TASK DESCRIPTION ▸ Return each entry unchanged.

INFORMATION GIVEN ▸
***

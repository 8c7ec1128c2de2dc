//! DTOs for health check endpoint.

use serde::Serialize;

use crate::application::services::SweepReport;

/// Health check response with component status.
#[derive(Debug, Serialize)]
pub struct HealthResponse {
    pub status: String,
    pub version: String,
    pub checks: HealthChecks,
}

/// Health status for each system component.
#[derive(Debug, Serialize)]
pub struct HealthChecks {
    pub store: CheckStatus,
    pub sweeper: SweeperStatus,
}

/// Individual component health status.
#[derive(Debug, Serialize)]
pub struct CheckStatus {
    pub status: String,

    #[serde(skip_serializing_if = "Option::is_none")]
    pub message: Option<String>,
}

/// Outcome of the most recent expiry sweep, if one has run.
#[derive(Debug, Serialize)]
pub struct SweeperStatus {
    #[serde(skip_serializing_if = "Option::is_none")]
    pub last_sweep: Option<SweepReport>,
}
//! Handler for the remaining-time endpoint.

use axum::{
    Json,
    extract::{Path, State},
};
use serde_json::json;

use crate::api::dto::remaining_time::RemainingTimeResponse;
use crate::error::AppError;
use crate::state::AppState;

/// Reports how long a short link has left.
///
/// # Endpoint
///
/// `GET /api/remaining-time/{code}`
///
/// Expired and unknown codes both have no time left and answer 410 Gone.
/// This endpoint never evicts.
pub async fn remaining_time_handler(
    Path(code): Path<String>,
    State(state): State<AppState>,
) -> Result<Json<RemainingTimeResponse>, AppError> {
    let remaining = state.link_service.remaining_lifetime(&code).await?;
    let remaining_millis = u64::try_from(remaining.as_millis()).unwrap_or(u64::MAX);

    if remaining_millis == 0 {
        return Err(AppError::gone(
            "Short link has expired or does not exist",
            json!({ "shortCode": code }),
        ));
    }

    Ok(Json(RemainingTimeResponse {
        short_code: code,
        remaining_millis,
    }))
}
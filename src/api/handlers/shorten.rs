//! Handler for link shortening endpoint.

use axum::{Json, extract::State};
use serde_json::json;
use validator::Validate;

use crate::api::dto::shorten::{ShortenRequest, ShortenResponse};
use crate::application::services::CreateLink;
use crate::error::AppError;
use crate::state::AppState;

/// Creates a short link.
///
/// # Endpoint
///
/// `POST /api/shorten`
///
/// # Request Body
///
/// ```json
/// {
///   "originalUrl": "https://example.com/very/long/path",
///   "customAlias": "promo1",                 // optional
///   "customDomain": "https://sho.rt",        // optional
///   "expiresAt": "2030-01-01T00:00:00Z"      // optional, default now + 7 days
/// }
/// ```
///
/// # Response
///
/// ```json
/// {
///   "shortCode": "promo1",
///   "shortUrl": "https://sho.rt/promo1",
///   "originalUrl": "https://example.com/very/long/path",
///   "createdAt": "2025-01-01T00:00:00Z",
///   "expiresAt": "2030-01-01T00:00:00Z",
///   "clickCount": 0,
///   "customDomain": "https://sho.rt"
/// }
/// ```
///
/// # Errors
///
/// - 400 Bad Request if the URL, alias or domain is malformed
/// - 409 Conflict if the alias is held by a live link
/// - 503 Service Unavailable if the store cannot be reached
pub async fn shorten_handler(
    State(state): State<AppState>,
    Json(payload): Json<ShortenRequest>,
) -> Result<Json<ShortenResponse>, AppError> {
    payload.validate()?;

    let custom_domain = payload
        .custom_domain
        .map(|domain| domain.trim().to_string())
        .filter(|domain| !domain.is_empty());

    if let Some(ref domain) = custom_domain {
        validate_custom_domain(domain)?;
    }

    let request = CreateLink {
        target_url: payload.original_url,
        custom_alias: payload.custom_alias,
        domain_prefix: custom_domain,
        expires_at: payload.expires_at,
    };

    let link = state.link_service.create_link(request).await?;

    Ok(Json(ShortenResponse::from(link)))
}

/// A custom domain must be an absolute http(s) URL.
fn validate_custom_domain(domain: &str) -> Result<(), AppError> {
    match url::Url::parse(domain) {
        Ok(parsed) if matches!(parsed.scheme(), "http" | "https") && parsed.has_host() => Ok(()),
        _ => Err(AppError::bad_request(
            "Custom domain must be an absolute http or https URL",
            json!({ "customDomain": domain }),
        )),
    }
}
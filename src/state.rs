//! Shared application state injected into every handler.

use std::sync::Arc;

use crate::application::services::{EvictionService, ExpirySweeper, LinkPolicy, LinkService};
use crate::config::Config;
use crate::domain::repositories::LinkRepository;
use crate::domain::time::TimeSource;
use crate::infrastructure::Store;
use crate::utils::code_generator::CodeGenerator;

pub type AppLinkService = LinkService<dyn LinkRepository>;
pub type AppExpirySweeper = ExpirySweeper<dyn LinkRepository>;

#[derive(Clone)]
pub struct AppState {
    pub link_service: Arc<AppLinkService>,
    pub sweeper: Arc<AppExpirySweeper>,
    pub store: Store,
}

impl AppState {
    /// Wires the services over one store.
    ///
    /// The link service and the sweeper share a single eviction service, so
    /// both enforcement paths delete and audit the same way.
    pub fn new(store: Store, config: &Config, clock: Arc<dyn TimeSource>) -> Self {
        let eviction = Arc::new(EvictionService::new(store.links.clone()));

        let policy = LinkPolicy {
            default_ttl: config.default_ttl(),
            default_domain_prefix: config.base_url.clone(),
            max_code_attempts: config.code_max_attempts,
        };

        let link_service = Arc::new(LinkService::new(
            store.links.clone(),
            eviction.clone(),
            CodeGenerator::new(config.code_generator_seed),
            clock.clone(),
            policy,
        ));

        let sweeper = Arc::new(ExpirySweeper::new(
            store.links.clone(),
            eviction,
            clock,
            config.sweep_retry_attempts,
        ));

        Self {
            link_service,
            sweeper,
            store,
        }
    }
}
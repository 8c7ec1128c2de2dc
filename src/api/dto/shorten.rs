//! DTOs for link shortening endpoint.

use chrono::{DateTime, Utc};
use regex::Regex;
use serde::{Deserialize, Serialize};
use std::sync::LazyLock;
use validator::Validate;

use crate::domain::entities::Link;

/// Compiled regex for custom alias validation. Empty means "generate one".
static CUSTOM_ALIAS_REGEX: LazyLock<Regex> =
    LazyLock::new(|| Regex::new(r"^[A-Za-z0-9_-]*$").unwrap());

/// Request to shorten one URL.
#[derive(Debug, Deserialize, Validate)]
#[serde(rename_all = "camelCase")]
pub struct ShortenRequest {
    /// The destination URL. Never checked for reachability.
    #[validate(url(message = "Invalid URL format"))]
    pub original_url: String,

    /// Optional custom short code; empty or missing generates one.
    #[validate(length(max = 64, message = "Custom alias must be at most 64 characters"))]
    #[validate(regex(
        path = "*CUSTOM_ALIAS_REGEX",
        message = "Custom alias can only contain letters, digits, hyphens and underscores"
    ))]
    pub custom_alias: Option<String>,

    /// Optional domain prefix for the short URL (absolute http/https URL).
    pub custom_domain: Option<String>,

    /// Optional deadline (RFC 3339). Defaults to seven days after creation.
    pub expires_at: Option<DateTime<Utc>>,
}

/// The created link.
#[derive(Debug, Serialize, Deserialize)]
#[serde(rename_all = "camelCase")]
pub struct ShortenResponse {
    pub short_code: String,
    pub short_url: String,
    pub original_url: String,
    pub created_at: DateTime<Utc>,
    pub expires_at: DateTime<Utc>,
    pub click_count: i64,
    pub custom_domain: String,
}

impl From<Link> for ShortenResponse {
    fn from(link: Link) -> Self {
        Self {
            short_url: link.short_url(),
            short_code: link.code,
            original_url: link.target_url,
            created_at: link.created_at,
            expires_at: link.expires_at,
            click_count: link.click_count,
            custom_domain: link.domain_prefix,
        }
    }
}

***

YOUR RESPONSE ▸
repository 8c7ec1128c2de2dc
//! DTOs for health check endpoint.

use serde::Serialize;

use crate::application::services::SweepReport;

/// Health check response with component status.
#[derive(Debug, Serialize)]
pub struct HealthResponse {
    pub status: String,
    pub version: String,
    pub checks: HealthChecks,
}

/// Health status for each system component.
#[derive(Debug, Serialize)]
pub struct HealthChecks {
    pub store: CheckStatus,
    pub sweeper: SweeperStatus,
}

/// Individual component health status.
#[derive(Debug, Serialize)]
pub struct CheckStatus {
    pub status: String,

    #[serde(skip_serializing_if = "Option::is_none")]
    pub message: Option<String>,
}

/// Outcome of the most recent expiry sweep, if one has run.
#[derive(Debug, Serialize)]
pub struct SweeperStatus {
    #[serde(skip_serializing_if = "Option::is_none")]
    pub last_sweep: Option<SweepReport>,
}
//! Handler for the remaining-time endpoint.

use axum::{
    Json,
    extract::{Path, State},
};
use serde_json::json;

use crate::api::dto::remaining_time::RemainingTimeResponse;
use crate::error::AppError;
use crate::state::AppState;

/// Reports how long a short link has left.
///
/// # Endpoint
///
/// `GET /api/remaining-time/{code}`
///
/// Expired and unknown codes both have no time left and answer 410 Gone.
/// This endpoint never evicts.
pub async fn remaining_time_handler(
    Path(code): Path<String>,
    State(state): State<AppState>,
) -> Result<Json<RemainingTimeResponse>, AppError> {
    let remaining = state.link_service.remaining_lifetime(&code).await?;
    let remaining_millis = u64::try_from(remaining.as_millis()).unwrap_or(u64::MAX);

    if remaining_millis == 0 {
        return Err(AppError::gone(
            "Short link has expired or does not exist",
            json!({ "shortCode": code }),
        ));
    }

    Ok(Json(RemainingTimeResponse {
        short_code: code,
        remaining_millis,
    }))
}
filename src/api/handlers/shorten.rs
//! Handler for link shortening endpoint.

use axum::{Json, extract::State};
use serde_json::json;
use validator::Validate;

use crate::api::dto::shorten::{ShortenRequest, ShortenResponse};
use crate::application::services::CreateLink;
use crate::error::AppError;
use crate::state::AppState;

/// Creates a short link.
///
/// # Endpoint
///
/// `POST /api/shorten`
///
/// # Request Body
///
/// ```json
/// {
///   "originalUrl": "https://example.com/very/long/path",
///   "customAlias": "promo1",                 // optional
///   "customDomain": "https://sho.rt",        // optional
///   "expiresAt": "2030-01-01T00:00:00Z"      // optional, default now + 7 days
/// }
/// ```
///
/// # Response
///
/// ```json
/// {
///   "shortCode": "promo1",
///   "shortUrl": "https://sho.rt/promo1",
///   "originalUrl": "https://example.com/very/long/path",
///   "createdAt": "2025-01-01T00:00:00Z",
///   "expiresAt": "2030-01-01T00:00:00Z",
///   "clickCount": 0,
///   "customDomain": "https://sho.rt"
/// }
/// ```
///
/// # Errors
///
/// - 400 Bad Request if the URL, alias or domain is malformed
/// - 409 Conflict if the alias is held by a live link
/// - 503 Service Unavailable if the store cannot be reached
pub async fn shorten_handler(
    State(state): State<AppState>,
    Json(payload): Json<ShortenRequest>,
) -> Result<Json<ShortenResponse>, AppError> {
    payload.validate()?;

    let custom_domain = payload
        .custom_domain
        .map(|domain| domain.trim().to_string())
        .filter(|domain| !domain.is_empty());

    if let Some(ref domain) = custom_domain {
        validate_custom_domain(domain)?;
    }

    let request = CreateLink {
        target_url: payload.original_url,
        custom_alias: payload.custom_alias,
        domain_prefix: custom_domain,
        expires_at: payload.expires_at,
    };

    let link = state.link_service.create_link(request).await?;

    Ok(Json(ShortenResponse::from(link)))
}

/// A custom domain must be an absolute http(s) URL.
fn validate_custom_domain(domain: &str) -> Result<(), AppError> {
    match url::Url::parse(domain) {
        Ok(parsed) if matches!(parsed.scheme(), "http" | "https") && parsed.has_host() => Ok(()),
        _ => Err(AppError::bad_request(
            "Custom domain must be an absolute http or https URL",
            json!({ "customDomain": domain }),
        )),
    }
}
filename src/state.rs
//! Shared application state injected into every handler.

use std::sync::Arc;

use crate::application::services::{EvictionService, ExpirySweeper, LinkPolicy, LinkService};
use crate::config::Config;
use crate::domain::repositories::LinkRepository;
use crate::domain::time::TimeSource;
use crate::infrastructure::Store;
use crate::utils::code_generator::CodeGenerator;

pub type AppLinkService = LinkService<dyn LinkRepository>;
pub type AppExpirySweeper = ExpirySweeper<dyn LinkRepository>;

#[derive(Clone)]
pub struct AppState {
    pub link_service: Arc<AppLinkService>,
    pub sweeper: Arc<AppExpirySweeper>,
    pub store: Store,
}

impl AppState {
    /// Wires the services over one store.
    ///
    /// The link service and the sweeper share a single eviction service, so
    /// both enforcement paths delete and audit the same way.
    pub fn new(store: Store, config: &Config, clock: Arc<dyn TimeSource>) -> Self {
        let eviction = Arc::new(EvictionService::new(store.links.clone()));

        let policy = LinkPolicy {
            default_ttl: config.default_ttl(),
            default_domain_prefix: config.base_url.clone(),
            max_code_attempts: config.code_max_attempts,
        };

        let link_service = Arc::new(LinkService::new(
            store.links.clone(),
            eviction.clone(),
            CodeGenerator::new(config.code_generator_seed),
            clock.clone(),
            policy,
        ));

        let sweeper = Arc::new(ExpirySweeper::new(
            store.links.clone(),
            eviction,
            clock,
            config.sweep_retry_attempts,
        ));

        Self {
            link_service,
            sweeper,
            store,
        }
    }
}
repository 8c7ec1128c2de2dc
filename src/api/dto/shorten.rs
//! DTOs for link shortening endpoint.

use chrono::{DateTime, Utc};
use regex::Regex;
use serde::{Deserialize, Serialize};
use std::sync::LazyLock;
use validator::Validate;

use crate::domain::entities::Link;

/// Compiled regex for custom alias validation. Empty means "generate one".
static CUSTOM_ALIAS_REGEX: LazyLock<Regex> =
    LazyLock::new(|| Regex::new(r"^[A-Za-z0-9_-]*$").unwrap());

/// Request to shorten one URL.
#[derive(Debug, Deserialize, Validate)]
#[serde(rename_all = "camelCase")]
pub struct ShortenRequest {
    /// The destination URL. Never checked for reachability.
    #[validate(url(message = "Invalid URL format"))]
    pub original_url: String,

    /// Optional custom short code; empty or missing generates one.
    #[validate(length(max = 64, message = "Custom alias must be at most 64 characters"))]
    #[validate(regex(
        path = "*CUSTOM_ALIAS_REGEX",
        message = "Custom alias can only contain letters, digits, hyphens and underscores"
    ))]
    pub custom_alias: Option<String>,

    /// Optional domain prefix for the short URL (absolute http/https URL).
    pub custom_domain: Option<String>,

    /// Optional deadline (RFC 3339). Defaults to seven days after creation.
    pub expires_at: Option<DateTime<Utc>>,
}

/// The created link.
#[derive(Debug, Serialize, Deserialize)]
#[serde(rename_all = "camelCase")]
pub struct ShortenResponse {
    pub short_code: String,
    pub short_url: String,
    pub original_url: String,
    pub created_at: DateTime<Utc>,
    pub expires_at: DateTime<Utc>,
    pub click_count: i64,
    pub custom_domain: String,
}

impl From<Link> for ShortenResponse {
    fn from(link: Link) -> Self {
        Self {
            short_url: link.short_url(),
            short_code: link.code,
            original_url: link.target_url,
            created_at: link.created_at,
            expires_at: link.expires_at,
            click_count: link.click_count,
            custom_domain: link.domain_prefix,
        }
    }
}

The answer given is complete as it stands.